YOUR ASSIGNMENT ▸
Repeat, please, only the lines from the top of the data down to the line with "fail ends the run."; include both of those lines.

+---+

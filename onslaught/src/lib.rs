//! Run a Python project through a fixed battery of quality gates.
//!
//! Each run gets a fresh results directory holding an isolated virtualenv,
//! a working copy of the target, and one numbered log per step. Gates run
//! strictly in order (flake8, sdist build, sdist log check, sdist install,
//! unit tests under coverage) and the first failing gate ends the run.
//!
//! - **[`core`]**: Pure logic: path normalization, phase descriptors and log
//!   naming, redaction, sdist log scanning. No I/O.
//! - **[`io`]**: Side effects: sandboxed paths, cleanup of the target tree,
//!   child processes, configuration, the package identity probe.
//!
//! [`session`] and [`pipeline`] combine the two into a run.

pub mod core;
pub mod error;
pub mod exit_codes;
pub mod io;
pub mod logging;
pub mod pipeline;
pub mod session;
#[cfg(any(test, feature = "test-support"))]
pub mod test_support;
//! The fixed battery of phases and the run verdict.
//!
//! Order: virtualenv, test tooling install, flake8, sdist build, sdist log
//! check, sdist install, unit tests under coverage, coverage reports. The
//! first gate to fail ends the run.

use std::env;
use std::ffi::OsString;
use std::path::PathBuf;

use anyhow::{Context, Result};
use tracing::{debug, info, instrument, warn};

use crate::core::phase::{Phase, spec_log_name};
use crate::core::redact::{CONSOLE_PLACEHOLDER, HTML_PLACEHOLDER};
use crate::error::{RunFailure, SetupError};
use crate::io::cleanup::with_cleanup;
use crate::io::config::ToolchainConfig;
use crate::io::coverage::simplify_coverage_tree;
use crate::io::identity::{IdentityProbe, SetupPyProbe};
use crate::io::path::SandboxPath;
use crate::io::summary::{StepRecord, Verdict, write_summary};
use crate::logging::LogHandle;
use crate::session::{Session, SessionOptions};

/// Name of the build-log validator binary shipped alongside `onslaught`.
pub const CHECK_SDIST_LOG_BIN: &str = "onslaught-check-sdist-log";

/// Everything a run needs from the caller.
#[derive(Debug, Clone)]
pub struct RunOptions {
    pub target: PathBuf,
    pub results: Option<PathBuf>,
    pub config: ToolchainConfig,
}

/// A run where every gate passed.
#[derive(Debug, Clone)]
pub struct RunReport {
    pub package: String,
    pub results_dir: SandboxPath,
    pub steps: Vec<StepRecord>,
}

/// Run the target through every phase, querying its name with the
/// configured host interpreter.
pub fn run(options: RunOptions, log: &LogHandle) -> Result<RunReport, RunFailure> {
    let probe = SetupPyProbe::new(options.config.python.clone());
    run_with_probe(options, &probe, log)
}

/// [`run`] with an explicit identity probe.
///
/// The target tree is restored to its entry state afterwards whatever the
/// outcome, and the process cwd sits in the session's work directory for
/// the duration of the phases.
#[instrument(skip_all, fields(target = %options.target.display()))]
pub fn run_with_probe(
    options: RunOptions,
    probe: &dyn IdentityProbe,
    log: &LogHandle,
) -> Result<RunReport, RunFailure> {
    let target = SandboxPath::new(&options.target)?;
    if !target.is_dir() {
        return Err(anyhow::anyhow!("target {target} is not a directory").into());
    }
    let results = options
        .results
        .as_deref()
        .map(SandboxPath::new)
        .transpose()?;

    let config = options.config;
    with_cleanup(&target, |target| {
        prepare_and_run(
            SessionOptions {
                target: target.clone(),
                results,
                config,
            },
            probe,
            log,
        )
    })?
}

fn prepare_and_run(
    options: SessionOptions,
    probe: &dyn IdentityProbe,
    log: &LogHandle,
) -> Result<RunReport, RunFailure> {
    let mut session = Session::prepare(options, probe, log)?;
    let outcome = session
        .pushd_workdir()
        .map_err(RunFailure::from)
        .and_then(|_cwd| run_phases(&mut session));

    let verdict = match &outcome {
        Ok(()) => Verdict::Passed,
        Err(RunFailure::GateFailed { .. }) => Verdict::GateFailed,
        Err(RunFailure::Fatal(_)) => Verdict::Fatal,
    };
    // A summary write failure never changes the verdict.
    if let Err(err) = write_summary(&session.summary_path(), &session.summary(verdict)) {
        warn!(err = %format!("{err:#}"), "failed to write run summary");
    }

    outcome.map(|()| RunReport {
        package: session.package().to_string(),
        results_dir: session.results_dir().clone(),
        steps: session.steps().to_vec(),
    })
}

/// Every phase in order, against an already prepared session.
pub fn run_phases(session: &mut Session) -> Result<(), RunFailure> {
    prepare_virtualenv(session)?;
    install_test_utility_packages(session)?;

    let flake8 = flake8_phase(session)?;
    run_gate(session, &flake8)?;

    let build = sdist_phase(session);
    let sdist_log = run_gate(session, &build)?;
    let sdist = single_build_artifact(&session.dist_dir())?;

    let check_log = check_sdist_log_phase(session, &sdist_log)?;
    run_gate(session, &check_log)?;

    let install = install_sdist_phase(session, &sdist);
    run_gate(session, &install)?;

    let unittests = unittest_phase(session);
    run_gate(session, &unittests)?;

    coverage_report_html(session)?;
    coverage_report_stdout(session)?;
    Ok(())
}

fn run_gate(session: &mut Session, phase: &Phase) -> Result<SandboxPath, RunFailure> {
    session
        .run_phase(phase)
        .map_err(|err| RunFailure::from_phase(err, session.results_dir()))
}

/// Split a configured argv into program and leading arguments.
fn split_command<'c>(command: &'c [String], what: &str) -> Result<(&'c String, &'c [String])> {
    command
        .split_first()
        .with_context(|| format!("{what} command is empty"))
}

#[instrument(skip_all)]
fn prepare_virtualenv(session: &mut Session) -> Result<(), RunFailure> {
    info!("Preparing virtualenv.");
    let (program, args) = split_command(&session.config().virtualenv, "virtualenv")?;
    let phase = Phase::setup("virtualenv", program)
        .args(args)
        .arg(session.venv_dir().as_path());
    session.run(&phase)?;
    Ok(())
}

#[instrument(skip_all)]
fn install_test_utility_packages(session: &mut Session) -> Result<(), RunFailure> {
    let specs = session.config().test_dependencies.clone();
    if !specs.is_empty() {
        info!("Installing test utility packages.");
    }
    for spec in specs {
        let phase = pip_install(session, &format!("pip-install.{}", spec_log_name(&spec)), false)
            .arg(&spec);
        session.run(&phase)?;
    }
    Ok(())
}

fn pip_install(session: &Session, name: &str, gate: bool) -> Phase {
    let pip = session.venv_tool("pip");
    let phase = if gate {
        Phase::gate(name, pip.as_path())
    } else {
        Phase::setup(name, pip.as_path())
    };
    let phase = phase.args(["--verbose", "install"]);
    match &session.config().pip_cache_dir {
        Some(dir) => phase.arg("--cache-dir").arg(dir),
        None => phase,
    }
}

fn flake8_phase(session: &Session) -> Result<Phase> {
    let (program, args) = split_command(&session.config().flake8, "flake8")?;
    Ok(Phase::gate("flake8", program)
        .args(args)
        .arg(session.real_target().as_path()))
}

// The build has to run from inside the source tree or it silently leaves
// files out of the archive.
fn sdist_phase(session: &Session) -> Phase {
    let src = session.target_copy();
    Phase::gate("setup-sdist", session.venv_tool("python").as_path())
        .arg(src.join("setup.py").as_path())
        .args(["sdist", "--dist-dir"])
        .arg(session.dist_dir().as_path())
        .current_dir(src.as_path())
}

/// The only entry of `dist_dir`. None or several is fatal.
pub fn single_build_artifact(dist_dir: &SandboxPath) -> Result<SandboxPath, RunFailure> {
    let mut entries = if dist_dir.exists() {
        dist_dir.list_children()?
    } else {
        Vec::new()
    };
    if entries.len() != 1 {
        return Err(SetupError::AmbiguousBuildOutput {
            dist_dir: dist_dir.clone(),
            count: entries.len(),
        }
        .into());
    }
    let sdist = entries.remove(0);
    debug!(sdist = %sdist, "found build artifact");
    Ok(sdist)
}

fn check_sdist_log_phase(session: &Session, sdist_log: &SandboxPath) -> Result<Phase> {
    let (program, extra): (OsString, &[String]) = match &session.config().check_sdist_log {
        Some(command) => {
            let (program, args) = split_command(command, "check_sdist_log")?;
            (OsString::from(program), args)
        }
        None => (sibling_executable(CHECK_SDIST_LOG_BIN)?.into_os_string(), &[]),
    };
    Ok(Phase::gate("check-sdist-log", program)
        .args(extra)
        .arg(sdist_log.as_path()))
}

fn sibling_executable(name: &str) -> Result<PathBuf> {
    let exe = env::current_exe().context("locate running executable")?;
    let dir = exe
        .parent()
        .with_context(|| format!("{} has no parent directory", exe.display()))?;
    Ok(dir.join(format!("{name}{}", env::consts::EXE_SUFFIX)))
}

fn install_sdist_phase(session: &Session, sdist: &SandboxPath) -> Phase {
    pip_install(session, "install-sdist", true).arg(sdist.as_path())
}

fn unittest_phase(session: &Session) -> Phase {
    let package = session.package().as_str();
    let redactor = session.redactor().clone();
    let real_target = session.real_target().to_string();
    Phase::gate("unittests", session.venv_tool("coverage").as_path())
        .args(["run", "--branch", "--source", package])
        .arg(session.venv_tool(&session.config().test_runner).as_path())
        .arg(package)
        .filter(move |text| redactor.redact(text, &real_target).into_owned())
}

#[instrument(skip_all)]
fn coverage_report_html(session: &mut Session) -> Result<(), RunFailure> {
    let raw = session.results_dir().join("coverage.orig");
    let nice = session.results_dir().join("coverage");
    let phase = Phase::setup("coverage-report-html", session.venv_tool("coverage").as_path())
        .args(["html", "--directory"])
        .arg(raw.as_path());
    session.run(&phase)?;
    simplify_coverage_tree(&raw, &nice, session.redactor(), HTML_PLACEHOLDER)?;
    info!("Coverage report: {}", nice.join("index.html"));
    Ok(())
}

#[instrument(skip_all)]
fn coverage_report_stdout(session: &mut Session) -> Result<(), RunFailure> {
    let phase = Phase::setup("coverage-report-stdout", session.venv_tool("coverage").as_path())
        .arg("report");
    let log = session.run(&phase)?;
    let text = log.read_lossy()?;
    info!(
        "Coverage:\n{}",
        session.redactor().redact(&text, CONSOLE_PLACEHOLDER)
    );
    Ok(())
}
//! I/O helpers for the onslaught engine.

pub mod cleanup;
pub mod config;
pub mod coverage;
pub mod identity;
pub mod path;
pub mod process;
pub mod summary;
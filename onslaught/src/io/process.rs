//! Helpers for running child processes with their output captured to a log.

use std::fs::OpenOptions;
use std::io::Write;
use std::path::Path;
use std::process::{Command, ExitStatus, Stdio};
use std::time::Duration;

use anyhow::{Context, Result};
use tracing::{debug, error, instrument, warn};
use wait_timeout::ChildExt;

/// How a logged child process ended.
#[derive(Debug, Clone, Copy)]
pub struct ProcessExit {
    pub status: ExitStatus,
    pub timed_out: bool,
}

impl ProcessExit {
    pub fn success(&self) -> bool {
        !self.timed_out && self.status.success()
    }
}

/// Run `cmd` with stdout and stderr both appended to a fresh file at
/// `log_path`, in the order the child writes them.
///
/// Blocks until the child exits. With `timeout` set, a child still running at
/// the deadline is killed and a note is appended to the log; without it, a
/// hung child blocks forever.
#[instrument(skip_all, fields(log = %log_path.display(), timeout_secs = timeout.map(|t| t.as_secs())))]
pub fn run_to_log(
    mut cmd: Command,
    log_path: &Path,
    timeout: Option<Duration>,
) -> Result<ProcessExit> {
    let log = std::fs::File::create(log_path)
        .with_context(|| format!("create log {}", log_path.display()))?;
    let log_for_stderr = log
        .try_clone()
        .with_context(|| format!("clone log handle {}", log_path.display()))?;
    cmd.stdin(Stdio::null())
        .stdout(Stdio::from(log))
        .stderr(Stdio::from(log_for_stderr));

    debug!("spawning child process");
    let mut child = match cmd.spawn() {
        Ok(c) => c,
        Err(e) => {
            error!(err = %e, program = ?cmd.get_program(), "failed to spawn command");
            return Err(e).with_context(|| format!("spawn {:?}", cmd.get_program()));
        }
    };
    // Release our copies of the log handles; only the child holds them now.
    drop(cmd);

    let mut timed_out = false;
    let status = match timeout {
        None => child.wait().context("wait for command")?,
        Some(limit) => match child.wait_timeout(limit).context("wait for command")? {
            Some(status) => status,
            None => {
                warn!(timeout_secs = limit.as_secs(), "command timed out, killing");
                timed_out = true;
                child.kill().context("kill command")?;
                let status = child.wait().context("wait command after kill")?;
                append_note(
                    log_path,
                    &format!("[onslaught: killed after {} seconds]", limit.as_secs()),
                )?;
                status
            }
        },
    };

    debug!(exit_code = ?status.code(), timed_out, "command finished");
    Ok(ProcessExit { status, timed_out })
}

fn append_note(log_path: &Path, note: &str) -> Result<()> {
    let mut file = OpenOptions::new()
        .append(true)
        .open(log_path)
        .with_context(|| format!("open log {}", log_path.display()))?;
    writeln!(file, "\n{note}").with_context(|| format!("append to log {}", log_path.display()))
}

#[cfg(all(test, unix))]
mod tests {
    use super::*;

    fn sh(script: &str) -> Command {
        let mut cmd = Command::new("sh");
        cmd.arg("-c").arg(script);
        cmd
    }

    #[test]
    fn merges_stdout_and_stderr_into_log() {
        let temp = tempfile::tempdir().expect("tempdir");
        let log = temp.path().join("00.step.log");
        let exit = run_to_log(sh("echo out; echo err 1>&2; echo out2"), &log, None).expect("run");
        assert!(exit.success());
        let contents = std::fs::read_to_string(&log).expect("read");
        assert_eq!(contents, "out\nerr\nout2\n");
    }

    #[test]
    fn reports_nonzero_exit() {
        let temp = tempfile::tempdir().expect("tempdir");
        let log = temp.path().join("00.step.log");
        let exit = run_to_log(sh("echo nope; exit 3"), &log, None).expect("run");
        assert!(!exit.success());
        assert!(!exit.timed_out);
        assert_eq!(exit.status.code(), Some(3));
    }

    #[test]
    fn missing_program_is_an_error() {
        let temp = tempfile::tempdir().expect("tempdir");
        let log = temp.path().join("00.step.log");
        let err = run_to_log(
            Command::new("/definitely/not/a/real/program"),
            &log,
            None,
        )
        .unwrap_err();
        assert!(format!("{err:#}").contains("spawn"));
    }

    #[test]
    fn kills_on_timeout_and_notes_it() {
        let temp = tempfile::tempdir().expect("tempdir");
        let log = temp.path().join("00.step.log");
        let exit = run_to_log(
            sh("echo started; exec sleep 30"),
            &log,
            Some(Duration::from_millis(200)),
        )
        .expect("run");
        assert!(exit.timed_out);
        assert!(!exit.success());
        let contents = std::fs::read_to_string(&log).expect("read");
        assert!(contents.starts_with("started\n"));
        assert!(contents.contains("[onslaught: killed after 0 seconds]"));
    }
}
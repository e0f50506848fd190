//! Revert side effects left in a directory tree.
//!
//! Packaging tools like to drop metadata (`*.egg-info`, `build/`, caches)
//! straight into the project they are pointed at. A [`CleanupSession`]
//! snapshots the tree on entry and, on exit, deletes everything that was not
//! in the snapshot, so the caller's tree ends up as it was found.

use std::collections::HashSet;

use anyhow::{Context, Result};
use tracing::{debug, warn};

use super::path::SandboxPath;

/// Manifest of a directory tree, swept on [`finish`](Self::finish) or drop.
#[derive(Debug)]
pub struct CleanupSession {
    target: SandboxPath,
    manifest: HashSet<SandboxPath>,
    finished: bool,
}

impl CleanupSession {
    /// Snapshot every path under `target`.
    pub fn enter(target: &SandboxPath) -> Result<Self> {
        let manifest: HashSet<SandboxPath> = target
            .walk()
            .with_context(|| format!("snapshot {target}"))?
            .into_iter()
            .collect();
        debug!(target = %target, entries = manifest.len(), "cleanup manifest captured");
        Ok(Self {
            target: target.clone(),
            manifest,
            finished: false,
        })
    }

    pub fn target(&self) -> &SandboxPath {
        &self.target
    }

    /// Remove everything created since [`enter`](Self::enter) and return the
    /// removed top-level paths.
    ///
    /// Never fails: paths that disappear underneath the sweep count as
    /// removed, and other errors are logged so they cannot mask the outcome of
    /// the guarded work.
    pub fn finish(mut self) -> Vec<SandboxPath> {
        self.finished = true;
        self.sweep()
    }

    fn sweep(&self) -> Vec<SandboxPath> {
        debug!(target = %self.target, "cleaning up anything created during session");
        let current = match self.target.walk() {
            Ok(paths) => paths,
            Err(err) => {
                warn!(target = %self.target, err = %format!("{err:#}"), "cleanup walk failed");
                return Vec::new();
            }
        };

        let mut removed = Vec::new();
        // Walk order is parents first, so children of a removed directory are
        // already gone when reached and fail the `exists` check.
        for path in current {
            if self.manifest.contains(&path) || !path.exists() {
                continue;
            }
            match path.remove_recursive() {
                Ok(()) => {
                    debug!(path = %path, "removed session artifact");
                    removed.push(path);
                }
                Err(err) => {
                    warn!(path = %path, err = %format!("{err:#}"), "failed to remove session artifact");
                }
            }
        }
        removed
    }
}

impl Drop for CleanupSession {
    fn drop(&mut self) {
        if !self.finished {
            self.finished = true;
            self.sweep();
        }
    }
}

/// Run `work` with a cleanup session guarding `target`. The sweep runs
/// whether `work` returns an error or panics.
pub fn with_cleanup<T>(target: &SandboxPath, work: impl FnOnce(&SandboxPath) -> T) -> Result<T> {
    let session = CleanupSession::enter(target)?;
    let result = work(session.target());
    let removed = session.finish();
    if !removed.is_empty() {
        debug!(target = %target, count = removed.len(), "reverted changes to target tree");
    }
    Ok(result)
}
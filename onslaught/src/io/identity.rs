//! Package identity: the distribution name the target declares for itself.

use std::fmt;
use std::process::Command;

use anyhow::{Context, Result, bail};
use tracing::{debug, instrument};

use super::path::SandboxPath;

/// Validated package name. Computed once per run and never changed.
#[derive(Debug, Clone, PartialEq, Eq, Hash)]
pub struct PackageIdentity(String);

impl PackageIdentity {
    /// Parse the raw output of a name query.
    pub fn parse(raw: &str) -> Result<Self> {
        let name = raw.trim();
        if name.is_empty() {
            bail!("package name query printed nothing");
        }
        if name.chars().any(|ch| ch.is_whitespace() || ch == '/' || ch == '\\') {
            bail!("unparseable package name {name:?}");
        }
        if matches!(name, "." | "..") {
            bail!("unparseable package name {name:?}");
        }
        Ok(Self(name.to_string()))
    }

    pub fn as_str(&self) -> &str {
        &self.0
    }
}

impl fmt::Display for PackageIdentity {
    fn fmt(&self, f: &mut fmt::Formatter<'_>) -> fmt::Result {
        f.write_str(&self.0)
    }
}

/// Asks a target project for its name. Treated as opaque: any failure is
/// fatal to the run.
pub trait IdentityProbe {
    fn package_name(&self, target: &SandboxPath) -> Result<PackageIdentity>;
}

/// Runs `{python} setup.py --name` inside the target.
#[derive(Debug, Clone)]
pub struct SetupPyProbe {
    python: String,
}

impl SetupPyProbe {
    pub fn new(python: impl Into<String>) -> Self {
        Self {
            python: python.into(),
        }
    }
}

impl IdentityProbe for SetupPyProbe {
    #[instrument(skip_all, fields(target = %target))]
    fn package_name(&self, target: &SandboxPath) -> Result<PackageIdentity> {
        let setup = target.join("setup.py");
        let output = Command::new(&self.python)
            .arg(setup.as_path())
            .arg("--name")
            .current_dir(target.as_path())
            .output()
            .with_context(|| format!("run {} {setup} --name", self.python))?;
        if !output.status.success() {
            let stderr = String::from_utf8_lossy(&output.stderr);
            bail!(
                "{setup} --name failed with status {:?}: {}",
                output.status.code(),
                stderr.trim()
            );
        }
        let stdout = String::from_utf8(output.stdout)
            .with_context(|| format!("{setup} --name printed invalid UTF-8"))?;
        let identity =
            PackageIdentity::parse(&stdout).with_context(|| format!("parse {setup} --name"))?;
        debug!(package = %identity, "derived package identity");
        Ok(identity)
    }
}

+---+

EXERCISE SOLUTION ▸
filename onslaught/src/lib.rs
//! Run a Python project through a fixed battery of quality gates.
//!
//! Each run gets a fresh results directory holding an isolated virtualenv,
//! a working copy of the target, and one numbered log per step. Gates run
//! strictly in order (flake8, sdist build, sdist log check, sdist install,
//! unit tests under coverage) and the first failing gate ends the run.
//!
//! - **[`core`]**: Pure logic: path normalization, phase descriptors and log
//!   naming, redaction, sdist log scanning. No I/O.
//! - **[`io`]**: Side effects: sandboxed paths, cleanup of the target tree,
//!   child processes, configuration, the package identity probe.
//!
//! [`session`] and [`pipeline`] combine the two into a run.

pub mod core;
pub mod error;
pub mod exit_codes;
pub mod io;
pub mod logging;
pub mod pipeline;
pub mod session;
#[cfg(any(test, feature = "test-support"))]
pub mod test_support;
//! The fixed battery of phases and the run verdict.
//!
//! Order: virtualenv, test tooling install, flake8, sdist build, sdist log
//! check, sdist install, unit tests under coverage, coverage reports. The
//! first gate to fail ends the run.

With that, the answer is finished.